Today’s post has been submitted by Umalum99. A precious Valentine’s Day tale that reads just like an American Movie Classic. Thanks for sharing, Umalum99!
Everyone should have their movie moment. For the romantics, that might be meeting for the first time on top of the Empire States Building on Valentine’s Day. For the action lovers, it might mean tripping a mugger as he runs off with stolen merchandise, thus saving the day.
For me, it was a comedy…of errors.
The scene: a casual, dimly lit restaurant in Chicago. For ambiance, each table was illuminated by one to two tea light candles (REAL candles, FYI, not those b.s. battery powered things they try to pass as candles these days). The only other light emanated from sparsely placed wall sconces around the restaurant and a small track light over the bar area just inside the entrance.
The time: Winter, circa 2009. Temperatures hovered around 10 degrees Fahrenheit at 7:30 p.m.
The players: me (charming, elegant, and graceful in dark jeans and a figure hugging sweater); my husband (funny, tall, British man donning medium-dye jeans and a button-down Euro-style, long-sleeve shirt); our friend Shteve* ( bird-loving British bloke with a fabulous sense of humor wearing thick, dark denim jeans and a wooly sweater) *Shteve’s name has been changed to protect his privacy, and a waiter (not much to really say here…)
Action: We arrived at the restaurant and were seated at a table along the back wall. Shteve sat on a bench adjacent to the wall directly opposite me. My husband sat to Shteve’s right. The waiter passed us our menus for perusal. As we discussed ordering the charcuterie plate to share as an appetizer, I leaned in towards the center of the table to better read the menu.
I sat in this position for at least a minute while contemplating which pig products to include on our charcuterie when an unfamiliar and unpleasant odor permeated the air. It smelled like something was burning, and I desperately hoped it was nothing in the kitchen.
As I looked around, inquiringly, I noticed that the restaurant lighting changed. The restaurant suddenly seemed filled with glowing light bouncing off the walls that did not exist prior to my menu review. Suddenly, I realized (or perhaps it was brought to my attention by my shrieking husband or petrified friend, Shteve…I really can’t *ahem* recall), I realized that my menu was on fire. Apparently, when I leaned in to better read my menu, the corner of the menu caught the flame from the tea light.
Not to worry! I observed we each had a glass of ice-water at the table. I quickly resolved to handle the situation. As I reached for my glass to douse the flames, I accidentally knocked it over.
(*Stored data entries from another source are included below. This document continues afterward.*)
impl SessionState {
    pub fn new(local_user: UserId, name: &str, info: SessionInfo) -> Self {
        let mut users = BTreeMap::new();
        users.insert(
            local_user,
            User {
                id: local_user,
                name: name.to_owned(),
                locked: false,
            },
        );
        Self {
            info,
            local_user,
            users,
            raster: RasterBuffer::new(),
            buffer_drawing: true,
            draw_buffer: VecDeque::new(),
            sync: SyncState::Idle,
            stroke_in_progress: false,
            upload: None,
            pending_notifications: VecDeque::new(),
            outgoing: VecDeque::new(),
        }
    }

    pub fn info(&self) -> &SessionInfo {
        &self.info
    }

    pub fn local_user(&self) -> UserId {
        self.local_user
    }

    pub fn has_user(&self, id: UserId) -> bool {
        self.users.contains_key(&id)
    }

    pub fn user(&self, id: UserId) -> Option<&User> {
        self.users.get(&id)
    }

    pub fn users(&self) -> impl Iterator<Item = &User> {
        self.users.values()
    }

    pub fn is_locked(&self) -> bool {
        self.info.mode.locked
    }

    pub fn is_buffering(&self) -> bool {
        self.buffer_drawing
    }

    pub fn buffered_operations(&self) -> usize {
        self.draw_buffer.len()
    }

    pub fn is_sync_waiting(&self) -> bool {
        self.sync != SyncState::Idle
    }

    pub fn is_uploading(&self) -> bool {
        self.upload.is_some()
    }

    /// Session raster, once completely received. Empty for an empty canvas.
    pub fn session_image(&self) -> Option<&[u8]> {
        self.raster.image()
    }

    pub fn handle_message(&mut self, message: Message) -> Result<Disposition, SessionStateError> {
        let message = match message.into_draw_operation() {
            Ok(op) => return Ok(self.handle_draw_operation(op)),
            Err(message) => message,
        };

        match message {
            Message::Raster(raster) => self.handle_raster(&raster),
            Message::Chat { user, data } => {
                self.handle_chat(user, &data);
                Ok(Disposition::Consumed)
            }
            Message::Synchronize => {
                self.handle_sync_request();
                Ok(Disposition::Consumed)
            }
            Message::SyncWait => {
                self.notify(Notification::UploadRequested);
                Ok(Disposition::Consumed)
            }
            Message::Acknowledgement { event } => Ok(self.handle_ack(event)),
            Message::SessionEvent { action, target } => {
                Ok(self.handle_session_event(action, target))
            }
            Message::UserInfo {
                event,
                user,
                name,
                locked,
            } => Ok(self.handle_user_info(event, user, name, locked)),
            Message::Instruction {
                command: AdminCommand::Alter,
                width,
                height,
                user_limit,
                mode,
            } => {
                self.update(SessionInfo {
                    width,
                    height,
                    user_limit,
                    mode,
                    ..self.info.clone()
                });
                Ok(Disposition::Consumed)
            }
            other => {
                log::debug!("Unhandled session message: {:?}", other.kind());
                Ok(Disposition::Dropped)
            }
        }
    }

    /// Replaces the session description, reporting the changes users care about.
    pub fn update(&mut self, info: SessionInfo) {
        if info.user_limit != self.info.user_limit {
            self.notify(Notification::UserLimitChanged(info.user_limit));
        }
        if info.mode.locked != self.info.mode.locked {
            self.notify(Notification::SessionLocked(info.mode.locked));
        }
        if info.owner != self.info.owner {
            self.notify(Notification::OwnerChanged(info.owner));
        }
        self.info = info;
    }

    fn handle_raster(&mut self, raster: &Raster) -> Result<Disposition, SessionStateError> {
        match self.raster.receive(raster)? {
            RasterProgress::Partial(percent) => {
                self.notify(Notification::RasterReceived(percent));
                self.send(Message::Acknowledgement {
                    event: MessageKind::Raster,
                });
            }
            RasterProgress::Complete => {
                self.notify(Notification::RasterReceived(100));
                self.flush_draw_buffer();
            }
        }
        Ok(Disposition::Consumed)
    }

    fn handle_draw_operation(&mut self, op: DrawOperation) -> Disposition {
        if self.buffer_drawing {
            self.draw_buffer.push_back(op);
            return Disposition::Buffered;
        }
        self.deliver(op);
        Disposition::Consumed
    }

    fn deliver(&mut self, op: DrawOperation) {
        let notification = match op {
            DrawOperation::ToolInfo(tool) => Notification::ToolReceived(tool),
            DrawOperation::StrokeInfo(point) => Notification::StrokeReceived(point),
            DrawOperation::StrokeEnd { user } => Notification::StrokeEndReceived(user),
        };
        self.notify(notification);
    }

    fn flush_draw_buffer(&mut self) {
        self.buffer_drawing = false;
        while let Some(op) = self.draw_buffer.pop_front() {
            self.deliver(op);
        }
    }

    fn handle_chat(&mut self, user: UserId, data: &[u8]) {
        let from = self
            .users
            .get(&user)
            .map(|u| u.name.clone())
            .unwrap_or_else(|| UNKNOWN_USER_NAME.to_owned());
        let text = String::from_utf8_lossy(data).into_owned();
        self.notify(Notification::ChatMessage { from, text });
    }

    fn handle_sync_request(&mut self) {
        if self.sync != SyncState::Idle {
            log::debug!("Already synchronizing");
            return;
        }
        self.notify(Notification::SyncRequested);
        if self.stroke_in_progress {
            self.sync = SyncState::AckPending;
        } else {
            self.acknowledge_sync();
        }
    }

    fn acknowledge_sync(&mut self) {
        self.sync = SyncState::Waiting;
        self.send(Message::Acknowledgement {
            event: MessageKind::SyncWait,
        });
    }

    fn handle_ack(&mut self, event: MessageKind) -> Disposition {
        match event {
            MessageKind::SyncWait => {
                self.sync = SyncState::Idle;
                self.notify(Notification::SyncDone);
                Disposition::Consumed
            }
            MessageKind::SessionSelect => Disposition::Consumed,
            MessageKind::Raster => {
                self.send_raster_chunk();
                Disposition::Consumed
            }
            other => {
                log::debug!("Unhandled session ack: {:?}", other);
                Disposition::Dropped
            }
        }
    }

    fn handle_session_event(&mut self, action: SessionAction, target: Option<UserId>) -> Disposition {
        if let Some(id) = target {
            if !self.users.contains_key(&id) {
                log::warn!(
                    "Received {:?} for user {} who is not part of the session",
                    action,
                    id
                );
                return Disposition::Dropped;
            }
        }

        match (action, target) {
            (SessionAction::Lock, Some(id)) | (SessionAction::Unlock, Some(id)) => {
                let locked = action == SessionAction::Lock;
                if let Some(user) = self.users.get_mut(&id) {
                    user.locked = locked;
                }
                self.notify(Notification::UserLocked(id, locked));
            }
            (SessionAction::Lock, None) | (SessionAction::Unlock, None) => {
                let locked = action == SessionAction::Lock;
                self.info.mode.locked = locked;
                self.notify(Notification::SessionLocked(locked));
            }
            (SessionAction::Kick, Some(id)) => self.notify(Notification::UserKicked(id)),
            (SessionAction::Delegate, Some(id)) => {
                self.info.owner = id;
                self.notify(Notification::OwnerChanged(id));
            }
            (action, None) => {
                log::warn!("Session event {:?} needs a target user", action);
                return Disposition::Dropped;
            }
        }
        Disposition::Consumed
    }

    fn handle_user_info(
        &mut self,
        event: UserEvent,
        id: UserId,
        name: String,
        locked: bool,
    ) -> Disposition {
        if event == UserEvent::Join {
            self.users.insert(id, User { id, name, locked });
            self.notify(Notification::UserJoined(id));
        } else if self.users.remove(&id).is_some() {
            self.notify(Notification::UserLeft(id, event));
        } else {
            log::warn!("Got logout message for user {} not in session", id);
            return Disposition::Dropped;
        }
        Disposition::Consumed
    }

    fn can_draw(&self) -> bool {
        let locked_out = self.info.mode.locked && self.info.owner != self.local_user;
        let user_locked = self
            .users
            .get(&self.local_user)
            .map(|u| u.locked)
            .unwrap_or(false);
        !self.buffer_drawing && !locked_out && !user_locked
    }

    pub fn select(&mut self) {
        self.send(Message::SessionSelect);
    }

    pub fn send_tool_info(&mut self, tool: ToolInfo) -> Result<(), SessionStateError> {
        if !self.can_draw() || (self.sync != SyncState::Idle && !self.stroke_in_progress) {
            return Err(SessionStateError::Frozen);
        }
        self.send(Message::ToolInfo(ToolInfo {
            user: self.local_user,
            ..tool
        }));
        Ok(())
    }

    pub fn send_stroke_info(&mut self, x: i16, y: i16, pressure: u8) -> Result<(), SessionStateError> {
        if !self.can_draw() {
            return Err(SessionStateError::Frozen);
        }
        if !self.stroke_in_progress && self.sync != SyncState::Idle {
            return Err(SessionStateError::Frozen);
        }
        self.stroke_in_progress = true;
        self.send(Message::StrokeInfo(StrokeInfo {
            user: self.local_user,
            x,
            y,
            pressure,
        }));
        Ok(())
    }

    pub fn send_stroke_end(&mut self) {
        if !self.stroke_in_progress {
            return;
        }
        self.stroke_in_progress = false;
        self.send(Message::StrokeEnd {
            user: self.local_user,
        });
        if self.sync == SyncState::AckPending {
            self.acknowledge_sync();
        }
    }

    /// Starts uploading the local canvas. Chunks go out one per server
    /// acknowledgement, interleaved with other messages. A new upload replaces
    /// an unfinished one.
    pub fn send_raster(&mut self, raster: Vec<u8>) -> Result<(), SessionStateError> {
        self.upload = Some(RasterTransfer::new(raster)?);
        self.send_raster_chunk();
        Ok(())
    }

    /// Abandons an unfinished upload.
    pub fn release_raster(&mut self) {
        self.upload = None;
    }

    fn send_raster_chunk(&mut self) {
        let transfer = match self.upload.as_mut() {
            Some(transfer) => transfer,
            None => {
                log::debug!("Raster acknowledged with no upload in progress");
                return;
            }
        };
        let chunk = transfer.next_chunk();
        let progress = transfer.progress();
        if transfer.is_finished() {
            self.upload = None;
        }
        if let Some(chunk) = chunk {
            self.send(Message::Raster(chunk));
            self.notify(Notification::RasterSent(progress));
        }
    }

    pub fn send_chat(&mut self, text: &str) {
        self.send(Message::Chat {
            user: self.local_user,
            data: text.as_bytes().to_vec(),
        });
    }

    pub fn kick_user(&mut self, id: UserId) {
        self.send_session_event(SessionAction::Kick, Some(id));
    }

    pub fn lock_user(&mut self, id: UserId, lock: bool) {
        let action = if lock {
            SessionAction::Lock
        } else {
            SessionAction::Unlock
        };
        self.send_session_event(action, Some(id));
    }

    pub fn lock_session(&mut self, lock: bool) {
        let action = if lock {
            SessionAction::Lock
        } else {
            SessionAction::Unlock
        };
        self.send_session_event(action, None);
    }

    pub fn delegate(&mut self, id: UserId) {
        self.send_session_event(SessionAction::Delegate, Some(id));
    }

    /// Changes the user limit. Lowering it below the current user count only
    /// keeps new users out.
    pub fn set_user_limit(&mut self, count: u8) {
        log::debug!("Changing user limit to {}", count);
        self.send(Message::Instruction {
            command: AdminCommand::Alter,
            width: self.info.width,
            height: self.info.height,
            user_limit: count,
            mode: self.info.mode,
        });
    }

    pub fn leave(&mut self) {
        let name = self
            .users
            .get(&self.local_user)
            .map(|u| u.name.clone())
            .unwrap_or_default();
        self.send(Message::UserInfo {
            event: UserEvent::Leave,
            user: self.local_user,
            name,
            locked: false,
        });
    }

    fn send_session_event(&mut self, action: SessionAction, target: Option<UserId>) {
        self.send(Message::SessionEvent { action, target });
    }

    fn send(&mut self, message: Message) {
        self.outgoing
            .push_back(SessionMessage::new(self.info.id, message));
    }

    fn notify(&mut self, notification: Notification) {
        if self.pending_notifications.len() > 1000 {
            log::warn!("session notifications must be consumed");
        }
        self.pending_notifications.push_back(notification);
    }

    pub fn consume_notifications(&mut self) -> Vec<Notification> {
        self.pending_notifications.drain(..).collect()
    }

    pub fn consume_outgoing(&mut self) -> Vec<SessionMessage> {
        self.outgoing.drain(..).collect()
    }
}
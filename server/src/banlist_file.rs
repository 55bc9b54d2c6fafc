use crate::ban::BanEntry;
use std::io;
use std::path::Path;
use tokio::fs;

pub async fn write_banlist_file(path: &Path, entries: &[BanEntry]) -> io::Result<()> {
    let content = serde_json::to_vec_pretty(entries)?;
    fs::write(path, content).await
}

/// Reads a ban list file. A missing file is an empty ban list.
pub async fn read_banlist_file(path: &Path) -> io::Result<Vec<BanEntry>> {
    match fs::read(path).await {
        Ok(content) => Ok(serde_json::from_slice(&content)?),
        Err(err) if err.kind() == io::ErrorKind::NotFound => Ok(Vec::new()),
        Err(err) => Err(err),
    }
}

#[cfg(test)]
mod tests {
    use super::*;
    use crate::ban::EXPIRATION_FORMAT;
    use chrono::NaiveDateTime;

    #[tokio::test]
    async fn it_reads_what_it_writes() {
        let dir = tempfile::tempdir().unwrap();
        let path = dir.path().join("bans.json");
        let entries = vec![BanEntry {
            id: 3,
            ip: "10.1.2.3".parse().unwrap(),
            subnet: 16,
            expiration: NaiveDateTime::parse_from_str("2031-02-03 04:05:06", EXPIRATION_FORMAT)
                .unwrap(),
            comment: "flood".into(),
        }];

        write_banlist_file(&path, &entries).await.unwrap();
        assert_eq!(read_banlist_file(&path).await.unwrap(), entries);
    }

    #[tokio::test]
    async fn missing_file_is_empty() {
        let dir = tempfile::tempdir().unwrap();
        let entries = read_banlist_file(&dir.path().join("absent.json"))
            .await
            .unwrap();
        assert!(entries.is_empty());
    }
}
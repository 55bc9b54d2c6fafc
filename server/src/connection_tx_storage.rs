use crate::connection::ConnectionEvent;
use std::collections::HashMap;
use system::ConnectionId;

pub type ConnectionTx = tokio::sync::mpsc::Sender<ConnectionEvent>;

pub struct ConnectionTxStorage {
    connection_txs: HashMap<ConnectionId, ConnectionTx>,
}

impl ConnectionTxStorage {
    pub fn new() -> Self {
        Self {
            connection_txs: HashMap::new(),
        }
    }

    pub fn insert(&mut self, connection_id: ConnectionId, tx: ConnectionTx) {
        self.connection_txs.insert(connection_id, tx);
    }

    pub async fn send(&mut self, to: &ConnectionId, event: ConnectionEvent) {
        if let Some(tx) = self.connection_txs.get_mut(to) {
            if tx.send(event).await.is_err() {
                log::debug!("Connection {} is already gone", to);
            }
        } else {
            log::warn!("No connection {} to send to", to);
        }
    }

    pub fn remove(&mut self, connection_id: &ConnectionId) -> Option<ConnectionTx> {
        self.connection_txs.remove(connection_id)
    }
}
impl SessionRegistry {
    pub fn new(snapshots: Arc<dyn SnapshotProvider>) -> Self {
        Self {
            session_id_source: Wrapping(0),
            sessions: BTreeMap::new(),
            connection_locations: HashMap::new(),
            snapshots,
            chunk_size: None,
            events: Vec::new(),
        }
    }

    /// Applies a change of the server's persistence setting to every session.
    pub fn allow_persistence(&mut self, allowed: bool) {
        for session in self.sessions.values_mut() {
            session.allow_persistence(allowed);
        }
    }

    /// Raster chunk size for sessions created from now on.
    pub fn set_chunk_size(&mut self, chunk_size: usize) {
        self.chunk_size = Some(chunk_size);
    }

    pub fn session(&self, id: SessionId) -> Option<&Session> {
        self.sessions.get(&id)
    }

    pub fn session_mut(&mut self, id: SessionId) -> Option<&mut Session> {
        self.sessions.get_mut(&id)
    }

    pub fn find_session(&self, id_or_alias: &str) -> Option<&Session> {
        if let Ok(id) = id_or_alias.parse::<SessionId>() {
            if let Some(session) = self.sessions.get(&id) {
                return Some(session);
            }
        }
        self.sessions
            .values()
            .find(|s| s.alias() == Some(id_or_alias))
    }

    pub fn location(&self, connection: ConnectionId) -> Option<(SessionId, UserId)> {
        self.connection_locations.get(&connection).copied()
    }

    pub fn session_count(&self) -> usize {
        self.sessions.len()
    }

    pub fn total_users(&self) -> usize {
        self.sessions.values().map(Session::user_count).sum()
    }

    pub fn take_events(&mut self) -> Vec<RegistryEvent> {
        std::mem::take(&mut self.events)
    }

    /// Creates a session and joins `connection` to it as its owner.
    pub fn host(
        &mut self,
        connection: ConnectionId,
        name: &str,
        mut request: HostRequest,
        settings: &ServerSettings,
        out: &mut Outbox,
    ) -> Result<(SessionId, UserId), ErrorCode> {
        if self.connection_locations.contains_key(&connection) {
            return Err(ErrorCode::AlreadyInSession);
        }
        if settings.session_count_limit > 0 && self.sessions.len() >= settings.session_count_limit {
            log::warn!("Session limit of {} reached", settings.session_count_limit);
            return Err(ErrorCode::TooManySessions);
        }
        if let Some(alias) = request.alias.as_deref() {
            if self.sessions.values().any(|s| s.alias() == Some(alias)) {
                return Err(ErrorCode::AliasTaken);
            }
        }
        request.alias = request.alias.filter(|a| !a.is_empty());
        if request.mode.persistent && !settings.persistence {
            log::debug!("Persistence disabled, hosting a regular session");
            request.mode.persistent = false;
        }

        let session_id = self.new_session_id();
        let mut session = Session::new(session_id, request, self.snapshots.clone());
        session.allow_persistence(settings.persistence);
        if let Some(chunk_size) = self.chunk_size {
            session.set_chunk_size(chunk_size);
        }
        self.sessions.insert(session_id, session);
        self.events.push(RegistryEvent::SessionCreated(session_id));
        log::info!("Session {} created", session_id);

        let user = self.join(connection, session_id, name, out)?;
        Ok((session_id, user))
    }

    pub fn join(
        &mut self,
        connection: ConnectionId,
        session_id: SessionId,
        name: &str,
        out: &mut Outbox,
    ) -> Result<UserId, ErrorCode> {
        if self.connection_locations.contains_key(&connection) {
            return Err(ErrorCode::AlreadyInSession);
        }
        let session = self
            .sessions
            .get_mut(&session_id)
            .ok_or(ErrorCode::NoSuchSession)?;
        let user = session.join(connection, name, out)?;
        self.connection_locations
            .insert(connection, (session_id, user));
        self.events.push(RegistryEvent::UserLoggedIn {
            session: session_id,
            user,
        });
        Ok(user)
    }

    /// Hands a message from a member to its session.
    pub fn route(
        &mut self,
        connection: ConnectionId,
        message: SessionMessage,
        out: &mut Outbox,
    ) -> Result<(), ErrorCode> {
        let (session_id, user) = self
            .location(connection)
            .ok_or(ErrorCode::NotInSession)?;
        if message.session_id != session_id {
            log::warn!(
                "Connection {} sent a message for session {} while in session {}",
                connection,
                message.session_id,
                session_id
            );
            return Ok(());
        }

        if let Message::UserInfo {
            event: UserEvent::Leave,
            ..
        } = message.message
        {
            self.depart(connection, UserEvent::Leave, out);
            return Ok(());
        }

        if let Some(session) = self.sessions.get_mut(&session_id) {
            session.handle_message(user, message.message, out);
        }
        Ok(())
    }

    /// Removes the user behind `connection` from its session, if any.
    pub fn depart(
        &mut self,
        connection: ConnectionId,
        reason: UserEvent,
        out: &mut Outbox,
    ) -> Option<UserEvent> {
        let (session_id, user) = self.connection_locations.remove(&connection)?;
        let reason = self
            .sessions
            .get_mut(&session_id)
            .and_then(|session| session.remove_user(user, reason, out))?;
        self.events.push(RegistryEvent::UserDeparted {
            session: session_id,
            user,
            reason,
        });
        self.reap(session_id);
        Some(reason)
    }

    pub fn terminate(&mut self, session_id: SessionId, out: &mut Outbox) -> bool {
        match self.sessions.get_mut(&session_id) {
            Some(session) => session.terminate(out),
            None => return false,
        }
        self.reap(session_id);
        true
    }

    pub fn stop_all(&mut self, out: &mut Outbox) {
        let ids: Vec<SessionId> = self.sessions.keys().copied().collect();
        for id in ids {
            self.terminate(id, out);
        }
    }

    fn reap(&mut self, session_id: SessionId) {
        let closing = self
            .sessions
            .get(&session_id)
            .map(Session::should_close)
            .unwrap_or(false);
        if closing {
            self.sessions.remove(&session_id);
            self.events.push(RegistryEvent::SessionEnded(session_id));
            log::info!("Session {} ended", session_id);
        }
    }

    fn new_session_id(&mut self) -> SessionId {
        loop {
            self.session_id_source += Wrapping(1);
            let id = self.session_id_source.0;
            if id != 0 && !self.sessions.contains_key(&id) {
                return id;
            }
        }
    }

    pub fn call_sessions_api(
        &mut self,
        method: JsonApiMethod,
        path: &[String],
        request: &JsonObject,
        settings: &ServerSettings,
        out: &mut Outbox,
    ) -> JsonApiResult {
        let (head, rest) = pop_api_path(path);
        let head = match head {
            None if method == JsonApiMethod::Get => {
                let list: Vec<Value> = self.sessions.values().map(session_summary).collect();
                return JsonApiResult::ok(Value::Array(list));
            }
            None => return JsonApiResult::bad_method(),
            Some(head) => head,
        };
        let session_id = match self.find_session(head) {
            Some(session) => session.id(),
            None => return JsonApiResult::not_found(),
        };

        match (method, pop_api_path(rest)) {
            (JsonApiMethod::Get, (None, _)) => match self.sessions.get(&session_id) {
                Some(session) => JsonApiResult::ok(session_details(session, settings)),
                None => JsonApiResult::not_found(),
            },
            (JsonApiMethod::Update, (None, _)) => {
                self.update_session(session_id, request, settings, out)
            }
            (JsonApiMethod::Delete, (None, _)) => {
                self.terminate(session_id, out);
                JsonApiResult::ok(json!({ "status": "ok" }))
            }
            (JsonApiMethod::Delete, (Some(user), rest)) if rest.is_empty() => {
                let kicked = match (user.parse::<UserId>(), self.sessions.get_mut(&session_id)) {
                    (Ok(user), Some(session)) => session.kick(user, out),
                    _ => false,
                };
                if kicked {
                    JsonApiResult::ok(json!({ "status": "ok" }))
                } else {
                    JsonApiResult::not_found()
                }
            }
            (_, (None, _)) => JsonApiResult::bad_method(),
            _ => JsonApiResult::not_found(),
        }
    }

    fn update_session(
        &mut self,
        session_id: SessionId,
        request: &JsonObject,
        settings: &ServerSettings,
        out: &mut Outbox,
    ) -> JsonApiResult {
        let session = match self.sessions.get_mut(&session_id) {
            Some(session) => session,
            None => return JsonApiResult::not_found(),
        };

        let user_limit = match request.get("userLimit") {
            None => None,
            Some(value) => match value.as_u64() {
                Some(limit) => Some(limit.min(u64::from(u8::MAX)) as u8),
                None => return JsonApiResult::bad_request("userLimit must be a number"),
            },
        };
        let locked = match request.get("locked") {
            None => None,
            Some(value) => match value.as_bool() {
                Some(locked) => Some(locked),
                None => return JsonApiResult::bad_request("locked must be a boolean"),
            },
        };
        let persistent = match request.get("persistent") {
            None => None,
            Some(value) => match value.as_bool() {
                Some(true) if !settings.persistence => {
                    return JsonApiResult::bad_request("persistence is not enabled")
                }
                Some(persistent) => Some(persistent),
                None => return JsonApiResult::bad_request("persistent must be a boolean"),
            },
        };

        if user_limit.is_some() || persistent.is_some() {
            let info = session.info();
            let mut mode = info.mode;
            if let Some(persistent) = persistent {
                mode.persistent = persistent;
            }
            session.alter(
                info.width,
                info.height,
                user_limit.unwrap_or(info.user_limit),
                mode,
                out,
            );
        }
        if let Some(locked) = locked {
            session.set_locked(None, locked, out);
        }

        let details = session_details(session, settings);
        self.reap(session_id);
        JsonApiResult::ok(details)
    }
}
use serde::Serialize;
use serde_json::{json, Map, Value};

pub type JsonObject = Map<String, Value>;

#[derive(Debug, Clone, Copy, PartialEq, Eq)]
pub enum JsonApiMethod {
    Get,
    Create,
    Update,
    Delete,
}

#[derive(Debug, Clone, Copy, PartialEq, Eq)]
pub enum JsonApiStatus {
    Ok,
    NotFound,
    BadRequest,
    BadMethod,
}

#[derive(Debug, Clone, PartialEq)]
pub struct JsonApiResult {
    pub status: JsonApiStatus,
    pub body: Value,
}

impl JsonApiResult {
    pub fn ok(body: Value) -> Self {
        Self {
            status: JsonApiStatus::Ok,
            body,
        }
    }

    /// Serializes `value` as the response body.
    pub fn ok_from<T: Serialize>(value: &T) -> Self {
        match serde_json::to_value(value) {
            Ok(body) => Self::ok(body),
            Err(err) => {
                log::error!("Cannot serialize API response: {}", err);
                Self::error(JsonApiStatus::BadRequest, "response not serializable")
            }
        }
    }

    pub fn error(status: JsonApiStatus, message: &str) -> Self {
        Self {
            status,
            body: json!({ "status": "error", "message": message }),
        }
    }

    pub fn not_found() -> Self {
        Self::error(JsonApiStatus::NotFound, "not found")
    }

    pub fn bad_method() -> Self {
        Self::error(JsonApiStatus::BadMethod, "bad method")
    }

    pub fn bad_request(message: &str) -> Self {
        Self::error(JsonApiStatus::BadRequest, message)
    }
}

/// Splits the first segment off an API path.
pub fn pop_api_path(path: &[String]) -> (Option<&str>, &[String]) {
    match path.split_first() {
        Some((head, tail)) => (Some(head.as_str()), tail),
        None => (None, path),
    }
}

/// Splits a slash delimited resource path into segments.
pub fn split_api_path(path: &str) -> Vec<String> {
    path.split('/')
        .filter(|segment| !segment.is_empty())
        .map(str::to_owned)
        .collect()
}
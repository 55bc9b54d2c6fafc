use serde::{Deserialize, Serialize};

pub type ConnectionId = u16;
pub type SessionId = u32;
pub type UserId = u32;

/// Mode flags of a session.
#[derive(Debug, Clone, Copy, Default, PartialEq, Eq, Serialize, Deserialize)]
pub struct SessionMode {
    pub locked: bool,
    pub persistent: bool,
}

/// Public description of a drawing session, as seen by its members.
#[derive(Debug, Clone, PartialEq, Eq, Serialize, Deserialize)]
pub struct SessionInfo {
    pub id: SessionId,
    pub alias: Option<String>,
    pub owner: UserId,
    pub width: u16,
    pub height: u16,
    pub user_limit: u8,
    pub mode: SessionMode,
}

impl SessionInfo {
    /// Alias if one was assigned, otherwise the numeric id.
    pub fn id_alias(&self) -> String {
        self.alias
            .clone()
            .unwrap_or_else(|| self.id.to_string())
    }
}
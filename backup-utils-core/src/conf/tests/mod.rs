mod validate_tests;
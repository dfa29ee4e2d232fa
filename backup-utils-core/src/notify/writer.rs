use crate::conf::LoggingConfig;
use crate::logs::{LogLocator, TIMESTAMP_FORMAT};
use crate::notify::notification::{InvalidNotificationKind, Notification, NotificationKind};
use std::fs::{self, OpenOptions};
use std::io::Write;
use std::path::{Path, PathBuf};
use thiserror::Error;

#[derive(Debug, Error)]
pub enum NotifyError {
    #[error("failed to create log directory {path}: {source}")]
    CreateDir {
        path: PathBuf,
        #[source]
        source: std::io::Error,
    },

    #[error("failed to append to {path}: {source}")]
    Append {
        path: PathBuf,
        #[source]
        source: std::io::Error,
    },

    #[error(transparent)]
    InvalidKind(#[from] InvalidNotificationKind),

    #[error("failed to serialize notification payload: {0}")]
    Serialize(#[from] serde_json::Error),
}

/// Appends notification lines to the generic and the daily backup log.
#[derive(Debug, Clone)]
pub struct BackupLogWriter {
    locator: LogLocator,
    channel: String,
}

impl BackupLogWriter {
    pub fn new(locator: LogLocator, channel: impl Into<String>) -> Self {
        Self {
            locator,
            channel: channel.into(),
        }
    }

    pub fn from_config(cfg: &LoggingConfig) -> Self {
        Self::new(LogLocator::from_config(cfg), &cfg.channel)
    }

    pub fn locator(&self) -> &LogLocator {
        &self.locator
    }

    /// `[YYYY-MM-DD HH:MM:SS] <channel>.<LEVEL>: <summary> <json>`
    pub fn format_line(&self, notification: &Notification) -> Result<String, NotifyError> {
        NotificationKind::check_name(notification.kind.as_str())?;
        let payload = serde_json::to_string(&notification.payload())?;

        Ok(format!(
            "[{}] {}.{}: {} {}",
            notification.timestamp.format(TIMESTAMP_FORMAT),
            self.channel,
            notification.kind.level(),
            notification.kind.summary(),
            payload
        ))
    }

    /// Append the event and return the files written, generic file first.
    pub fn write(&self, notification: &Notification) -> Result<Vec<PathBuf>, NotifyError> {
        let line = self.format_line(notification)?;

        let dir = self.locator.dir();
        fs::create_dir_all(dir).map_err(|source| NotifyError::CreateDir {
            path: dir.to_path_buf(),
            source,
        })?;

        let targets = vec![
            self.locator.generic_path(),
            self.locator.dated_path(notification.timestamp.date()),
        ];
        for path in &targets {
            append_line(path, &line)?;
        }

        tracing::info!(
            notification_type = %notification.kind,
            level = notification.kind.level(),
            "notification logged"
        );
        Ok(targets)
    }
}

fn append_line(path: &Path, line: &str) -> Result<(), NotifyError> {
    let append_err = |source| NotifyError::Append {
        path: path.to_path_buf(),
        source,
    };

    let mut file = OpenOptions::new()
        .create(true)
        .append(true)
        .open(path)
        .map_err(append_err)?;

    writeln!(file, "{line}").map_err(append_err)
}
Rather than have the effect I sought (putting out the rapidly growing flames), water spilled all over Shteve’s lap (did I mention it was ice water and he was wearing denim?). At that point, Waiter saves the day by whisking the menu off to the kitchen to be properly extinguished.
While probably not the case for Shteve since he had to wait for the bus outside in 10 degree temperatures with a water-soaked crotch, I consider this a no-take-back. The action unfolded as slapstick and I had my movie moment.